Exercise goal:
A faithful transcription of all the data is required.

Supplied information:
<<<<
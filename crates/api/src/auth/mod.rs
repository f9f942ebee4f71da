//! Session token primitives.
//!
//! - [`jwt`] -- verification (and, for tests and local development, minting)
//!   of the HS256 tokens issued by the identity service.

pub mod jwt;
>>>>
Solution below:
filename crates/api/src/auth/mod.rs
repository f9f942ebee4f71da
//! Session token primitives.
//!
//! - [`jwt`] -- verification (and, for tests and local development, minting)
//!   of the HS256 tokens issued by the identity service.

pub mod jwt;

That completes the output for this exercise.